Does this homophone exist in Cantonese?

Is the pronunciation of the word for "seven" the same as the pronunciation of the word for "sure"?


----------



## Mamanunique

Isidore Demsky said:


> Is the pronunciation of the word for "seven" the same as the pronunciation of the word for "sure"?


No，that's not true. I can't think of anything lucky or unlucky when I look at the number of 7. the pronunciations of 7 and “sure” are very different. .
I am a Cantonese and I speak both Cantonese and Mandarin.


----------



## Isidore Demsky

Mamanunique said:


> No，that's not true. I can't think of anything lucky or unlucky when I look at the number of 7. the pronunciations of 7 and “sure” are very different.


Thank you.


----------



## fyl

Isidore Demsky said:


> Thank you.
> I got your point, but I'm not sure what you mean by "far-fetched."
> I'm not suggesting that anyone seriously infer anything from any homophones that may exist in any language, or that superstition is any more a part of your culture than mine.
> Yes, superstition is probably a better word, and (as I said above) I'm not suggesting that superstition is any more a part of your culture than it is a part of mine.
> But it is a fact that some of us sometimes tend to be superstitious
> I've known Americans who were terrified of going out on Friday the 13th, or opening an umbrella indoors, or of spilling salt, and I myself sometimes tend to be superstitious.



I mean the connection between numbers and meanings are tooooo weak, not convincing at all. They are just funny and alien to Chinese people.
It's not about "any more". My point was, this is not a superstition ever existed, so it is not a culture.
If you are interested in these topics, I would say 6, 8, 9, 4 are the ones like the "Friday" or "13th", i.e. they are the superstitions really exist. Do not trust other things you have read or heard. They contain too many things that are not real.
As I said in #4, there are 140+ different words have the same sound as 7. So if you want correlations, I am able to explain 7 to literally anything. With time and explanation, I believe one of these 140+ words can be connected to "sure" or whatever you want. But that does not make sense at all. The Chinese language and superstition do not run in that way.


----------



## Isidore Demsky

fyl said:


> ...As I said in #4, there are 140+ different words have the same sound as 7...I believe one of these 140+ words can be connected to "sure" or whatever you want.


You mean one of these 140+ words that "have the same sound as 7"?

So there is a word meaning "sure" that's pronounced the same as the word for "seven"?



> With time and explanation, I believe one of these 140+ words can be connected to "sure" or whatever you want.
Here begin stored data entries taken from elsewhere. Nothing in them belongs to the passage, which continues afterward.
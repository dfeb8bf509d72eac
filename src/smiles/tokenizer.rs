use crate::element::Element;
use crate::smiles::error::SmilesError;

#[derive(Debug, Clone, PartialEq, Eq)]
pub enum Token {
    Atom(AtomToken),
    Bond(BondToken),
    RingClosure { digit: u16, pos: usize },
    OpenParen(usize),
    CloseParen(usize),
    Dot(usize),
}

#[derive(Debug, Clone, PartialEq, Eq)]
pub struct AtomToken {
    pub element: Element,
    pub is_aromatic: bool,
    pub isotope: u16,
    /// `Some` for bracket atoms (explicit count, possibly zero), `None` for
    /// organic-subset atoms whose count the builder derives from valence.
    pub hcount: Option<u8>,
    pub charge: i8,
    pub is_bracket: bool,
    pub pos: usize,
}

/// Bond as written. Directional bonds (`/`, `\`) are stereo markers for
/// double-bond geometry; HOSE codes are constitution-only, so they collapse
/// to single bonds here. Ring-closure digits carry no bond of their own:
/// the builder applies whatever bond token precedes them.
#[derive(Debug, Clone, Copy, PartialEq, Eq)]
pub enum BondToken {
    Single,
    Double,
    Triple,
    Aromatic,
}

// Atoms writable in lowercase (aromatic); two-letter symbols first so `se`
// and `te` win over `s`. Only the single-letter ones are legal bare.
const AROMATIC_SYMBOLS: [(&str, Element); 8] = [
    ("se", Element::Se),
    ("te", Element::Te),
    ("b", Element::B),
    ("c", Element::C),
    ("n", Element::N),
    ("o", Element::O),
    ("p", Element::P),
    ("s", Element::S),
];

// Organic-subset atoms writable without brackets; two-letter symbols first
// so `Cl`/`Br` win over `C`/`B`.
const ORGANIC_SYMBOLS: [(&str, Element); 10] = [
    ("Cl", Element::Cl),
    ("Br", Element::Br),
    ("B", Element::B),
    ("C", Element::C),
    ("N", Element::N),
    ("O", Element::O),
    ("P", Element::P),
    ("S", Element::S),
    ("F", Element::F),
    ("I", Element::I),
];

pub fn tokenize(input: &str) -> Result<Vec<Token>, SmilesError> {
    let mut sc = Scanner::new(input);
    let mut tokens = Vec::new();
    // Tracks whether a bond symbol may appear here; only `-` is policed,
    // since it doubles as the charge sign inside brackets and a stray one is
    // almost always a malformed charge.
    let mut bond_legal = true;

    while let Some(b) = sc.peek() {
        let pos = sc.pos;
        match b {
            b' ' | b'\t' | b'\r' | b'\n' => {
                sc.pos += 1;
            }
            b'[' => {
                let atom = sc.bracket_atom()?;
                tokens.push(Token::Atom(atom));
                bond_legal = true;
            }
            b'=' => {
                sc.pos += 1;
                tokens.push(Token::Bond(BondToken::Double));
                bond_legal = false;
            }
            b'#' => {
                sc.pos += 1;
                tokens.push(Token::Bond(BondToken::Triple));
                bond_legal = false;
            }
            b':' => {
                sc.pos += 1;
                tokens.push(Token::Bond(BondToken::Aromatic));
                bond_legal = false;
            }
            b'/' | b'\\' => {
                sc.pos += 1;
                tokens.push(Token::Bond(BondToken::Single));
                bond_legal = false;
            }
            b'-' => {
                if !bond_legal {
                    return Err(SmilesError::UnexpectedChar { pos, ch: '-' });
                }
                sc.pos += 1;
                tokens.push(Token::Bond(BondToken::Single));
                bond_legal = false;
            }
            b'(' => {
                sc.pos += 1;
                tokens.push(Token::OpenParen(pos));
                bond_legal = false;
            }
            b')' => {
                sc.pos += 1;
                tokens.push(Token::CloseParen(pos));
                bond_legal = true;
            }
            b'.' => {
                sc.pos += 1;
                tokens.push(Token::Dot(pos));
                bond_legal = false;
            }
            b'%' => {
                sc.pos += 1;
                let digit = match (sc.take_digit(), sc.take_digit()) {
                    (Some(tens), Some(ones)) => tens as u16 * 10 + ones as u16,
                    _ => return Err(SmilesError::UnexpectedChar { pos, ch: '%' }),
                };
                tokens.push(Token::RingClosure { digit, pos });
                bond_legal = true;
            }
            b'0'..=b'9' => {
                sc.pos += 1;
                tokens.push(Token::RingClosure {
                    digit: (b - b'0') as u16,
                    pos,
                });
                bond_legal = true;
            }
            _ => {
                let atom = sc.organic_atom(pos)?;
                tokens.push(Token::Atom(atom));
                bond_legal = true;
            }
        }
    }

    Ok(tokens)
}

/// Byte cursor over the SMILES text. SMILES is ASCII; any non-ASCII byte
/// falls out of every table and surfaces as an unexpected character.
struct Scanner<'a> {
    src: &'a str,
    bytes: &'a [u8],
    pos: usize,
}

impl<'a> Scanner<'a> {
    fn new(src: &'a str) -> Self {
        Self {
            src,
            bytes: src.as_bytes(),
            pos: 0,
        }
    }

    fn peek(&self) -> Option<u8> {
        self.bytes.get(self.pos).copied()
    }

    fn eat(&mut self, b: u8) -> bool {
        if self.peek() == Some(b) {
            self.pos += 1;
            true
        } else {
            false
        }
    }

    fn starts_with(&self, pat: &str) -> bool {
        self.src[self.pos..].starts_with(pat)
    }

    fn current_char(&self) -> char {
        self.src[self.pos..].chars().next().unwrap_or('\0')
    }

    fn take_digit(&mut self) -> Option<u8> {
        match self.peek() {
            Some(b @ b'0'..=b'9') => {
                self.pos += 1;
                Some(b - b'0')
            }
            _ => None,
        }
    }

    // A run of digits, capped at u16; `None` if there is no digit at all.
    fn take_number(&mut self) -> Option<u16> {
        let mut val: u32 = 0;
        let mut found = false;
        while let Some(b @ b'0'..=b'9') = self.peek() {
            found = true;
            val = (val * 10 + (b - b'0') as u32).min(u16::MAX as u32);
            self.pos += 1;
        }
        if found {
            Some(val as u16)
        } else {
            None
        }
    }

    // An organic-subset or bare-aromatic atom outside brackets.
    fn organic_atom(&mut self, pos: usize) -> Result<AtomToken, SmilesError> {
        for &(sym, element) in &ORGANIC_SYMBOLS {
            if self.starts_with(sym) {
                self.pos += sym.len();
                return Ok(bare_atom(element, false, pos));
            }
        }
        for &(sym, element) in &AROMATIC_SYMBOLS {
            if sym.len() == 1 && self.starts_with(sym) {
                self.pos += 1;
                return Ok(bare_atom(element, true, pos));
            }
        }
        Err(SmilesError::UnexpectedChar {
            pos,
            ch: self.current_char(),
        })
    }

    // `[isotope? element chirality? hcount? charge? class?]`. Chirality tags
    // and atom-class annotations are accepted and discarded.
    fn bracket_atom(&mut self) -> Result<AtomToken, SmilesError> {
        let start = self.pos;
        self.pos += 1; // '['

        let isotope = self.take_number().unwrap_or(0);
        let (element, is_aromatic) = self.bracket_element(start)?;

        while self.eat(b'@') {}

        let hcount = if self.eat(b'H') {
            self.take_digit().unwrap_or(1)
        } else {
            0
        };

        let charge = self.charge(start)?;

        if self.eat(b':') {
            let _ = self.take_number();
        }

        if !self.eat(b']') {
            return Err(SmilesError::UnclosedBracket { pos: start });
        }

        Ok(AtomToken {
            element,
            is_aromatic,
            isotope,
            hcount: Some(hcount),
            charge,
            is_bracket: true,
            pos: start,
        })
    }

    fn bracket_element(&mut self, bracket_start: usize) -> Result<(Element, bool), SmilesError> {
        if self.peek().is_none() {
            return Err(SmilesError::UnclosedBracket { pos: bracket_start });
        }

        for &(sym, element) in &AROMATIC_SYMBOLS {
            if self.starts_with(sym) {
                // A one-letter match must not swallow the head of a longer
                // lowercase name.
                let after = self.bytes.get(self.pos + sym.len());
                if sym.len() == 2 || !after.is_some_and(|b| b.is_ascii_lowercase()) {
                    self.pos += sym.len();
                    return Ok((element, true));
                }
            }
        }

        if let Some(element) = self.take_element(2) {
            return Ok((element, false));
        }
        if let Some(element) = self.take_element(1) {
            return Ok((element, false));
        }

        Err(SmilesError::InvalidElement {
            pos: self.pos,
            text: self.current_char().to_string(),
        })
    }

    // An uppercase symbol of exactly `len` letters, consumed only on match.
    fn take_element(&mut self, len: usize) -> Option<Element> {
        let end = self.pos + len;
        if end > self.bytes.len() {
            return None;
        }
        let sym = self.src.get(self.pos..end)?;
        let mut chars = sym.chars();
        let head_upper = chars.next().is_some_and(|c| c.is_ascii_uppercase());
        let tail_lower = chars.all(|c| c.is_ascii_lowercase());
        if !head_upper || !tail_lower {
            return None;
        }
        let element = Element::from_symbol(sym)?;
        self.pos = end;
        Some(element)
    }

    // `+`, `-`, repeated signs (`++`), or a signed magnitude (`+2`).
    fn charge(&mut self, bracket_start: usize) -> Result<i8, SmilesError> {
        let sign_byte = match self.peek() {
            Some(b @ (b'+' | b'-')) => b,
            _ => return Ok(0),
        };
        self.pos += 1;

        let mut magnitude: u16 = 1;
        if self.peek() == Some(sign_byte) {
            while self.eat(sign_byte) {
                magnitude = magnitude.saturating_add(1);
            }
        } else if let Some(n) = self.take_number() {
            magnitude = n;
        }

        let signed = if sign_byte == b'+' {
            magnitude as i32
        } else {
            -(magnitude as i32)
        };
        i8::try_from(signed).map_err(|_| SmilesError::InvalidCharge { pos: bracket_start })
    }
}

fn bare_atom(element: Element, aromatic: bool, pos: usize) -> AtomToken {
    AtomToken {
        element,
        is_aromatic: aromatic,
        isotope: 0,
        hcount: None,
        charge: 0,
        is_bracket: false,
        pos,
    }
}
Why would it take time and explanation to connect the two words if they have the same sound?



Mamanunique said:


> No，that's not true. I can't think of anything lucky or unlucky when I look at the number of 7. the pronunciations of 7 and “sure” are very different. .
> I am a Cantonese and I speak both Cantonese and Mandarin.


I'm confused now.

Are you right, or is fyl right?

Is there a word meaning "sure" with "the same sound as 7"?

I think I remember reading about this homophone (that I was beginning to think doesn't exist) in the Wikipedia article quoted on this thread, and I was wondering if that part of the article might have been deleted due to inaccuracy.

Does anyone know if such a homophone actually exists in Cantonese?


----------



## fyl

Not "one of these 140+ words". I mean ALL of these 140+ have the same sound as 7 (may have different tones). Chinese is full of homophones.
I have no time to check if any one means "sure". But for any meaning you give, with time and effort I believe one of them can be explained to that meaning.



Isidore Demsky said:


> Why would it take time and explanation to connect the two words if they have the same sound?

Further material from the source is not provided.